Assignment: Search the entries for the word "result" and copy each line that has it.

[Stored items from a collection]
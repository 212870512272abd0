#![no_std]

//! Definitions shared by the kernel, the user runtime, and host tools.
//!
//! Everything here is plain data or pure functions so both sides of the
//! user/kernel boundary (and the host image tool) agree on numbers and layout
//! without depending on each other.

pub mod syscall;
pub use syscall::*;

pub mod layout;
pub use layout::*;

pub mod mmu;
pub use mmu::*;

pub mod result;
pub use result::MapError;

Written answer:
pub mod result;
pub use result::MapError;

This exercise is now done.